Osteochondral lesion in a patient with sequela of club foot

Osteochondral Defects

Description of patient (type of occupation, indication of age, intensity of sport):

The patient is a boy, 16 years old, he plays tennis with a sequel of bilateral clubfoot operated years ago by another surgeon, with valgus malalignment in both feet.
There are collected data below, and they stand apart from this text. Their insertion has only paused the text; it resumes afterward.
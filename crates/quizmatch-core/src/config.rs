//! Pipeline configuration.
//!
//! Every field has a default, so an empty or missing `quizmatch.toml` yields a
//! working configuration.

use std::path::{Path, PathBuf};

use anyhow::{Context, Result};
use serde::{Deserialize, Serialize};

use crate::grades::GradeSourceConfig;
use crate::matcher::MatchConfig;
use crate::pivot::OptionSchema;

/// Output document formats for student reports.
#[derive(Debug, Clone, Copy, PartialEq, Eq, Hash, Serialize, Deserialize)]
#[serde(rename_all = "lowercase")]
pub enum ReportFormat {
    Markdown,
    Html,
}

impl std::str::FromStr for ReportFormat {
    type Err = String;

    fn from_str(s: &str) -> Result<Self, Self::Err> {
        match s.trim().to_lowercase().as_str() {
            "markdown" | "md" => Ok(ReportFormat::Markdown),
            "html" => Ok(ReportFormat::Html),
            other => Err(format!("unknown report format: {other}")),
        }
    }
}

impl std::fmt::Display for ReportFormat {
    fn fmt(&self, f: &mut std::fmt::Formatter<'_>) -> std::fmt::Result {
        match self {
            ReportFormat::Markdown => write!(f, "markdown"),
            ReportFormat::Html => write!(f, "html"),
        }
    }
}

/// Report rendering options.
#[derive(Debug, Clone, PartialEq, Serialize, Deserialize)]
pub struct ReportConfig {
    /// List only questions the student did not answer correctly.
    #[serde(default)]
    pub only_incorrect: bool,
    #[serde(default = "default_formats")]
    pub formats: Vec<ReportFormat>,
}

fn default_formats() -> Vec<ReportFormat> {
    vec![ReportFormat::Markdown, ReportFormat::Html]
}

impl Default for ReportConfig {
    fn default() -> Self {
        Self {
            only_incorrect: false,
            formats: default_formats(),
        }
    }
}

/// Top-level quizmatch configuration.
#[derive(Debug, Clone, Default, PartialEq, Serialize, Deserialize)]
pub struct QuizmatchConfig {
    #[serde(default)]
    pub matching: MatchConfig,
    #[serde(default)]
    pub schema: OptionSchema,
    #[serde(default)]
    pub grades: GradeSourceConfig,
    #[serde(default)]
    pub report: ReportConfig,
}

impl QuizmatchConfig {
    /// Check value ranges that serde cannot express.
    pub fn validate(&self) -> Result<()> {
        for (name, value) in [
            ("matching.threshold", self.matching.threshold),
            ("matching.option_threshold", self.matching.option_threshold),
        ] {
            anyhow::ensure!(
                (0.0..=1.0).contains(&value),
                "{name} must be between 0.0 and 1.0, got {value}"
            );
        }
        anyhow::ensure!(
            (1..=crate::model::MAX_OPTIONS).contains(&self.schema.option_count),
            "schema.option_count must be between 1 and {}, got {}",
            crate::model::MAX_OPTIONS,
            self.schema.option_count
        );
        anyhow::ensure!(
            !self.grades.student_id_column.trim().is_empty(),
            "grades.student_id_column must not be empty"
        );
        Ok(())
    }
}

/// Load config from an explicit path, or search the default locations.
///
/// Search order without a path:
/// 1. `quizmatch.toml` in the current directory
/// 2. `~/.config/quizmatch/config.toml`
///
/// Environment variable override: `QUIZMATCH_THRESHOLD`.
pub fn load_config_from(path: Option<&Path>) -> Result<QuizmatchConfig> {
    let config_path = if let Some(p) = path {
        if p.exists() {
            Some(p.to_path_buf())
        } else {
            anyhow::bail!("config file not found: {}", p.display());
        }
    } else {
        let local = PathBuf::from("quizmatch.toml");
        if local.exists() {
            Some(local)
        } else {
            dirs_path()
                .map(|home| home.join("config.toml"))
                .filter(|global| global.exists())
        }
    };

    let mut config = match &config_path {
        Some(path) => {
            let content = std::fs::read_to_string(path)
                .with_context(|| format!("failed to read config: {}", path.display()))?;
            parse_config(&content)
                .with_context(|| format!("failed to parse config: {}", path.display()))?
        }
        None => QuizmatchConfig::default(),
    };

    if let Ok(raw) = std::env::var("QUIZMATCH_THRESHOLD") {
        config.matching.threshold = raw
            .trim()
            .parse()
            .with_context(|| format!("invalid QUIZMATCH_THRESHOLD: {raw:?}"))?;
    }

    config.validate()?;

    match &config_path {
        Some(path) => tracing::debug!("loaded config from {}", path.display()),
        None => tracing::debug!("using default config"),
    }

    Ok(config)
}

/// Parse configuration from TOML text.
pub fn parse_config(content: &str) -> Result<QuizmatchConfig> {
    Ok(toml::from_str::<QuizmatchConfig>(content)?)
}

fn dirs_path() -> Option<PathBuf> {
    std::env::var("HOME")
        .ok()
        .map(|h| PathBuf::from(h).join(".config").join("quizmatch"))
}

/// Sample configuration written by `quizmatch init`.
pub const SAMPLE_CONFIG: &str = r#"# quizmatch configuration

[matching]
# Minimum similarity (0.0-1.0) for a grade-source question to match a quiz question.
threshold = 0.75
# Minimum similarity for a submitted answer text to match an option.
option_threshold = 0.75

[schema]
# Options per question (A, B, C, D).
option_count = 4

[grades]
# auto | flags | answers
layout = "auto"
student_id_column = "id"
student_name_column = "name"
section_column = "section"
score_column = "score"
front_columns = ["name", "id", "sis_id", "section", "section_id", "section_sis_id", "submitted", "attempt"]
summary_columns = ["n correct", "n incorrect", "score"]

[report]
only_incorrect = false
formats = ["markdown", "html"]
"#;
History and previous treatment:

He has pain when he plays sports, 3 times a week, no swelling.

Current complaints:

He can´t play tennis without pain.

Physical examination:

Ankle valgus deformity sequela of a lot of surgeries about his club feet. No laxity and no instability.

Radiology:

X-ray:
[Picture 1 = 2]
lateral weightbearing X-rays

Additional investigation (CT/MRI):
[Picture 3]

Coronal view.
[Picture 4]

Saggital MRI shows osteochondral lesion.

Images:

Case summary:

Patient of 16 years old that he can´t play tennis without pain, previously he was operated a lot of times, he would like to improve the symptomatology.

Question(s) to this case:

I would like to know which is the best alternative:
1. Arthroscopy and treating the osteochondral lesion and calcaneous osteotomy to correct the malalignement.
2. Conservative treatment and change sport.
3. Another alternative.

Expert:

Difficult case. Change sport is probably best option. Otherwise indeed calcaneal osteotomy and possibly OCD treatment. Since it looks a large lesion I would strongly consider Lift, Drill, Fill and Fix the OCD.